You have the right to terminate this agreement early: 1) if your mail or telecommunications service or access to the offices(s) is cut for a period of ten (10) concurrent business days: or 2) in connection with a transfer to another center in the Avanti Executive Suites network.
Avanti Executive Suites has the right to terminate this agreement at any time by giving the Client notice and without need to follow any additional procedure if 1) you become bankrupt, go into liquidation, become unable to pay your debts as they are due, or if you becomes insolvent; or 2) if you fail to correct a default or the default cannot be corrected; 2) if you repeatedly default under the agreement; or 3) if you use the center for any illegal operations or purposes; and 4) if your conduct is incompatible with ordinary use of the premise.
TERMS AND CONDITIONS
1.
OFFICE ACCESS.  As a client you have a license to use the office(s) assigned to you.  You also have shared use of common areas in the center.  You have access to your office(s) twenty-four (24) hours a day, seven (7) days a week.  Our building provides office cleaning, maintenance services, electric heating and air conditioning to the center during normal business hours as determined by the landlord for the building.
On occasion, Avanti may need to allocate different space(s), but the space(s) will be of reasonable equivalent size and Avanti will notify the Client in regards to such different accommodation(s) in advance.  We reserve the right to relocate you to another office in the center from time to time.  This relocation is at our expense.
We reserve the right to show the office(s) to prospective clients and will use reasonable efforts not to disrupt your business.
2.
SERVICES.  In addition to your office, we provide you with certain services on an as requested basis.  The fee schedule for these services is available upon request.  The fees are charged to your account and are payable on the service fee payment date listed in this agreement.  You agree to pay all charges authorized by you or your employees.  The fee schedule is updated from time to time.
Avanti Executive Suites and vendors designated by Avanti Executive Suites are the only service providers authorized to provide services in the center.  You agree that neither you nor your employees will solicit other clients of the center to provide any service provided by Avanti Executive Suites or its designated vendors, or otherwise.

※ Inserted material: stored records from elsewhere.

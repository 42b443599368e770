use std::time::Duration;

use async_trait::async_trait;
use base64::prelude::{BASE64_STANDARD, Engine as _};
use reqwest::{
    Client, Method, RequestBuilder, Response,
    header::{ACCEPT, AUTHORIZATION},
};
use serde::{Deserialize, Serialize};
use serde_json::Value;
use tracing::{debug, info};

use crate::config::AppSettings;
use crate::domain::event::BugId;
use crate::domain::ticket::{FieldUpdate, Ticket, TicketFields, Transition, comment_marker};
use crate::error::{AppError, AppResult};
use crate::services::IssueTrackerService;

const SEARCH_TIMEOUT: Duration = Duration::from_secs(30);
const GET_TIMEOUT: Duration = Duration::from_secs(10);
const WRITE_TIMEOUT: Duration = Duration::from_secs(15);
const COMMENT_PAGE_SIZE: u32 = 100;

pub struct JiraClient {
    http: Client,
    base_url: Option<String>,
    username: Option<String>,
    token: Option<String>,
}

impl JiraClient {
    pub fn new(base_url: Option<String>, username: Option<String>, token: Option<String>) -> Self {
        Self {
            http: Client::new(),
            base_url,
            username,
            token,
        }
    }

    pub fn from_settings(settings: &AppSettings) -> Self {
        Self::new(
            settings.jira_instance.clone(),
            settings.jira_username.clone(),
            settings.jira_token.clone(),
        )
    }

    fn api_details(&self) -> AppResult<(&str, &str, &str)> {
        let base_url = self
            .base_url
            .as_deref()
            .ok_or_else(|| AppError::Configuration("Jira instance not configured".to_string()))?;
        let username = self
            .username
            .as_deref()
            .ok_or_else(|| AppError::Configuration("Jira username not configured".to_string()))?;
        let token = self
            .token
            .as_deref()
            .ok_or_else(|| AppError::Configuration("Jira API token not configured".to_string()))?;
        Ok((base_url, username, token))
    }

    fn auth_header(username: &str, token: &str) -> String {
        let credentials = format!("{username}:{token}");
        let encoded = BASE64_STANDARD.encode(credentials);
        format!("Basic {encoded}")
    }

    fn api_url(base_url: &str, path: &str) -> String {
        format!("{}/rest/api/3/{}", base_url.trim_end_matches('/'), path)
    }

    fn browse_url(base_url: &str, key: &str) -> String {
        format!("{}/browse/{}", base_url.trim_end_matches('/'), key)
    }

    fn ticket(&self, key: String) -> Ticket {
        let url = self
            .base_url
            .as_deref()
            .map(|base_url| Self::browse_url(base_url, &key));
        Ticket { key, url }
    }

    fn request(&self, method: Method, path: &str) -> AppResult<RequestBuilder> {
        let (base_url, username, token) = self.api_details()?;
        Ok(self
            .http
            .request(method, Self::api_url(base_url, path))
            .header(AUTHORIZATION, Self::auth_header(username, token))
            .header(ACCEPT, "application/json"))
    }

    async fn send(request: RequestBuilder, timeout: Duration) -> AppResult<Response> {
        let response = request
            .timeout(timeout)
            .send()
            .await
            .map_err(|err| AppError::IssueTracker(format!("failed to call Jira: {err}")))?;

        let status = response.status();
        if !status.is_success() {
            let body = response
                .text()
                .await
                .unwrap_or_else(|_| "<unable to read response>".to_string());
            return Err(AppError::IssueTracker(format!(
                "Jira responded with {status}: {body}"
            )));
        }
        Ok(response)
    }

    async fn parse<T: for<'de> Deserialize<'de>>(response: Response) -> AppResult<T> {
        response
            .json()
            .await
            .map_err(|err| AppError::IssueTracker(format!("failed to parse Jira response: {err}")))
    }

    fn tracking_jql(project_key: &str, bug: &BugId) -> String {
        // Jira project keys are letters, digits and underscores only.
        let project: String = project_key
            .chars()
            .filter(|c| c.is_ascii_alphanumeric() || *c == '_')
            .collect();
        format!(
            "project = \"{}\" AND labels = \"{}\" ORDER BY created DESC",
            project,
            bug.tracking_label()
        )
    }
}

#[async_trait]
impl IssueTrackerService for JiraClient {
    async fn find_ticket(&self, project_key: &str, bug: &BugId) -> AppResult<Option<Ticket>> {
        let jql = Self::tracking_jql(project_key, bug);
        debug!(jql = %jql, "Searching Jira for tracked bug");

        let request = self.request(Method::GET, "search/jql")?.query(&[
            ("jql", jql.as_str()),
            ("maxResults", "1"),
            ("fields", "status,created"),
        ]);
        let payload: JiraSearchResponse = Self::parse(Self::send(request, SEARCH_TIMEOUT).await?).await?;

        Ok(payload
            .issues
            .into_iter()
            .next()
            .map(|issue| self.ticket(issue.key)))
    }

    async fn create_ticket(&self, fields: &TicketFields) -> AppResult<Ticket> {
        if fields.project_key.trim().is_empty() {
            return Err(AppError::Configuration(
                "Jira project key must not be empty".to_string(),
            ));
        }

        let request = self
            .request(Method::POST, "issue")?
            .json(&JiraCreateIssueRequest::new(fields));
        let payload: JiraCreateIssueResponse =
            Self::parse(Self::send(request, WRITE_TIMEOUT).await?).await?;

        info!(key = %payload.key, project = %fields.project_key, "Created Jira issue");
        Ok(self.ticket(payload.key))
    }

    async fn update_ticket(&self, ticket: &Ticket, update: &FieldUpdate) -> AppResult<()> {
        let request = self
            .request(Method::PUT, &format!("issue/{}", ticket.key))?
            .json(&JiraUpdateIssueRequest::new(update));
        Self::send(request, WRITE_TIMEOUT).await?;

        info!(key = %ticket.key, "Updated Jira issue");
        Ok(())
    }

    async fn current_status(&self, ticket: &Ticket) -> AppResult<String> {
        let request = self
            .request(Method::GET, &format!("issue/{}", ticket.key))?
            .query(&[("fields", "status")]);
        let payload: JiraIssueStatusResponse =
            Self::parse(Self::send(request, GET_TIMEOUT).await?).await?;
        Ok(payload.fields.status.name)
    }

    async fn available_transitions(&self, ticket: &Ticket) -> AppResult<Vec<Transition>> {
        let request = self.request(Method::GET, &format!("issue/{}/transitions", ticket.key))?;
        let payload: JiraTransitionsResponse =
            Self::parse(Self::send(request, GET_TIMEOUT).await?).await?;

        Ok(payload
            .transitions
            .into_iter()
            .map(|transition| Transition {
                id: transition.id,
                to_status: transition.to.name,
            })
            .collect())
    }

    async fn apply_transition(&self, ticket: &Ticket, transition: &Transition) -> AppResult<()> {
        info!(
            key = %ticket.key,
            transition_id = %transition.id,
            to_status = %transition.to_status,
            "Transitioning Jira issue"
        );
        let request = self
            .request(Method::POST, &format!("issue/{}/transitions", ticket.key))?
            .json(&JiraTransitionRequest {
                transition: JiraTransitionId {
                    id: transition.id.clone(),
                },
            });
        Self::send(request, WRITE_TIMEOUT).await?;
        Ok(())
    }

    async fn add_comment(&self, ticket: &Ticket, text: &str) -> AppResult<()> {
        let request = self
            .request(Method::POST, &format!("issue/{}/comment", ticket.key))?
            .json(&JiraCommentCreate {
                body: JiraDescription::from_text(text),
            });
        Self::send(request, WRITE_TIMEOUT).await?;

        info!(key = %ticket.key, "Added comment to Jira issue");
        Ok(())
    }

    async fn has_comment(&self, ticket: &Ticket, comment_id: &str) -> AppResult<bool> {
        let marker = comment_marker(comment_id);
        let path = format!("issue/{}/comment", ticket.key);
        let mut start_at = 0u32;

        loop {
            let request = self.request(Method::GET, &path)?.query(&[
                ("startAt", start_at.to_string()),
                ("maxResults", COMMENT_PAGE_SIZE.to_string()),
            ]);
            let page: JiraCommentsPage = Self::parse(Self::send(request, GET_TIMEOUT).await?).await?;

            if page
                .comments
                .iter()
                .any(|comment| document_text(&comment.body).contains(&marker))
            {
                return Ok(true);
            }

            let fetched = page.comments.len() as u32;
            start_at += fetched;
            if fetched == 0 || start_at >= page.total {
                return Ok(false);
            }
        }
    }
}

/// Concatenates the text nodes of an Atlassian document (or a plain string body).
fn document_text(body: &Value) -> String {
    fn collect(node: &Value, out: &mut String) {
        match node {
            Value::String(text) => out.push_str(text),
            Value::Object(map) => {
                if let Some(Value::String(text)) = map.get("text") {
                    out.push_str(text);
                }
                if let Some(Value::Array(children)) = map.get("content") {
                    for child in children {
                        collect(child, out);
                    }
                    out.push('\n');
                }
            }
            _ => {}
        }
    }

    let mut out = String::new();
    collect(body, &mut out);
    out
}

#[derive(Serialize)]
struct JiraCreateIssueRequest {
    fields: JiraCreateIssueFields,
}

impl JiraCreateIssueRequest {
    fn new(fields: &TicketFields) -> Self {
        Self {
            fields: JiraCreateIssueFields {
                project: JiraKeyRef {
                    key: fields.project_key.trim().to_string(),
                },
                summary: fields.summary.trim().to_string(),
                description: JiraDescription::from_text(&fields.description),
                issuetype: JiraNamed {
                    name: fields.issue_type.clone(),
                },
                priority: fields.priority.clone().map(|name| JiraNamed { name }),
                components: (!fields.components.is_empty()).then(|| {
                    fields
                        .components
                        .iter()
                        .map(|name| JiraNamed { name: name.clone() })
                        .collect()
                }),
                parent: fields.parent_key.clone().map(|key| JiraKeyRef { key }),
                labels: fields.labels.clone(),
            },
        }
    }
}

#[derive(Serialize)]
struct JiraCreateIssueFields {
    project: JiraKeyRef,
    summary: String,
    description: JiraDescription,
    issuetype: JiraNamed,
    #[serde(skip_serializing_if = "Option::is_none")]
    priority: Option<JiraNamed>,
    #[serde(skip_serializing_if = "Option::is_none")]
    components: Option<Vec<JiraNamed>>,
    #[serde(skip_serializing_if = "Option::is_none")]
    parent: Option<JiraKeyRef>,
    #[serde(skip_serializing_if = "Vec::is_empty")]
    labels: Vec<String>,
}

#[derive(Serialize)]
struct JiraUpdateIssueRequest {
    fields: JiraUpdateIssueFields,
}

impl JiraUpdateIssueRequest {
    fn new(update: &FieldUpdate) -> Self {
        Self {
            fields: JiraUpdateIssueFields {
                summary: update.summary.as_deref().map(|s| s.trim().to_string()),
                description: update.description.as_deref().map(JiraDescription::from_text),
                priority: update.priority.clone().map(|name| JiraNamed { name }),
            },
        }
    }
}

#[derive(Serialize)]
struct JiraUpdateIssueFields {
    #[serde(skip_serializing_if = "Option::is_none")]
    summary: Option<String>,
    #[serde(skip_serializing_if = "Option::is_none")]
    description: Option<JiraDescription>,
    #[serde(skip_serializing_if = "Option::is_none")]
    priority: Option<JiraNamed>,
}

#[derive(Serialize)]
struct JiraKeyRef {
    key: String,
}

#[derive(Serialize)]
struct JiraNamed {
    name: String,
}

#[derive(Serialize)]
struct JiraTransitionRequest {
    transition: JiraTransitionId,
}

#[derive(Serialize)]
struct JiraTransitionId {
    id: String,
}

#[derive(Serialize)]
struct JiraCommentCreate {
    body: JiraDescription,
}

#[derive(Serialize)]
struct JiraDescription {
    #[serde(rename = "type")]
    doc_type: &'static str,
    version: u8,
    content: Vec<JiraDocNode>,
}

impl JiraDescription {
    /// Splits on blank lines into paragraphs; single newlines become hard breaks.
    fn from_text(text: &str) -> Self {
        let cleaned = text.replace('\r', "");
        let content = cleaned
            .split("\n\n")
            .map(|section| section.trim())
            .filter(|section| !section.is_empty())
            .map(JiraDocNode::paragraph)
            .collect();

        Self {
            doc_type: "doc",
            version: 1,
            content,
        }
    }
}

#[derive(Serialize)]
struct JiraDocNode {
    #[serde(rename = "type")]
    node_type: &'static str,
    content: Vec<JiraDocInline>,
}

impl JiraDocNode {
    fn paragraph(section: &str) -> Self {
        let mut content = Vec::new();
        for (index, line) in section.lines().enumerate() {
            if index > 0 {
                content.push(JiraDocInline::hard_break());
            }
            if !line.is_empty() {
                content.push(JiraDocInline::text(line.to_string()));
            }
        }
        Self {
            node_type: "paragraph",
            content,
        }
    }
}

#[derive(Serialize)]
struct JiraDocInline {
    #[serde(rename = "type")]
    inline_type: &'static str,
    #[serde(skip_serializing_if = "Option::is_none")]
    text: Option<String>,
}

impl JiraDocInline {
    fn text(text: String) -> Self {
        Self {
            inline_type: "text",
            text: Some(text),
        }
    }

    fn hard_break() -> Self {
        Self {
            inline_type: "hardBreak",
            text: None,
        }
    }
}

#[derive(Deserialize)]
struct JiraCreateIssueResponse {
    key: String,
}

#[derive(Deserialize)]
struct JiraSearchResponse {
    #[serde(default)]
    issues: Vec<JiraIssueRef>,
}

#[derive(Deserialize)]
struct JiraIssueRef {
    key: String,
}

#[derive(Deserialize)]
struct JiraIssueStatusResponse {
    fields: JiraStatusFields,
}

#[derive(Deserialize)]
struct JiraStatusFields {
    status: JiraStatus,
}

#[derive(Deserialize)]
struct JiraStatus {
    name: String,
}

#[derive(Deserialize)]
struct JiraTransitionsResponse {
    transitions: Vec<JiraTransition>,
}

#[derive(Deserialize)]
struct JiraTransition {
    id: String,
    to: JiraStatus,
}

#[derive(Deserialize)]
struct JiraCommentsPage {
    #[serde(default)]
    total: u32,
    #[serde(default)]
    comments: Vec<JiraComment>,
}

#[derive(Deserialize)]
struct JiraComment {
    #[serde(default)]
    body: Value,
}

In the event you default on your obligations under this agreement, you agree that Avanti Executive Suites may cease to provide any and all services including telephone services without resort to legal process.
3.
PAYMENTS AND ESCALATIONS.  You agree to pay the fixed and additional service fees and all applicable communication fees, sales or use taxes on the payment dates listed in this agreement.  If you dispute any portion of the charges on your bill, you agree to pay the undisputed portion on the designated payment date.  You agree that charges must be disputed within sixty (60) days or you waive your right to dispute such charges.  Client shall, in addition to any other sums due, pay a late charge equal to ten percent (10%) of the total outstanding balance that is due and has not been paid to Avanti Executive Suites within four (4) days of the date such amount is due.  The parties agree that such late charges are fair and reasonable compensation for costs incurred by Avanti Executive Suites where there is default in any payment due under this Agreement.
One year after the commencement date of this Agreement and each and every anniversary date thereafter, the Monthly Office Fee will be automatically increased to market rate based on CPI, or six percent (6%) of the Monthly Office Fee, whichever is greater.
When you sign this agreement you are required to pay your fixed fee, set up fees and a refundable deposit.  The refundable deposit will not be kept in a separate account from other funds of Avanti Executive Suites and no interest will be paid to you on this amount.  The refundable deposit may be applied to outstanding charges at any time at our discretion.  We have the right to require that you replace deposit funds that we apply to your charges.  At the end of the term of this agreement, if you have satisfied all of your payment obligations, we will refund you the deposit within forty-five (45) days.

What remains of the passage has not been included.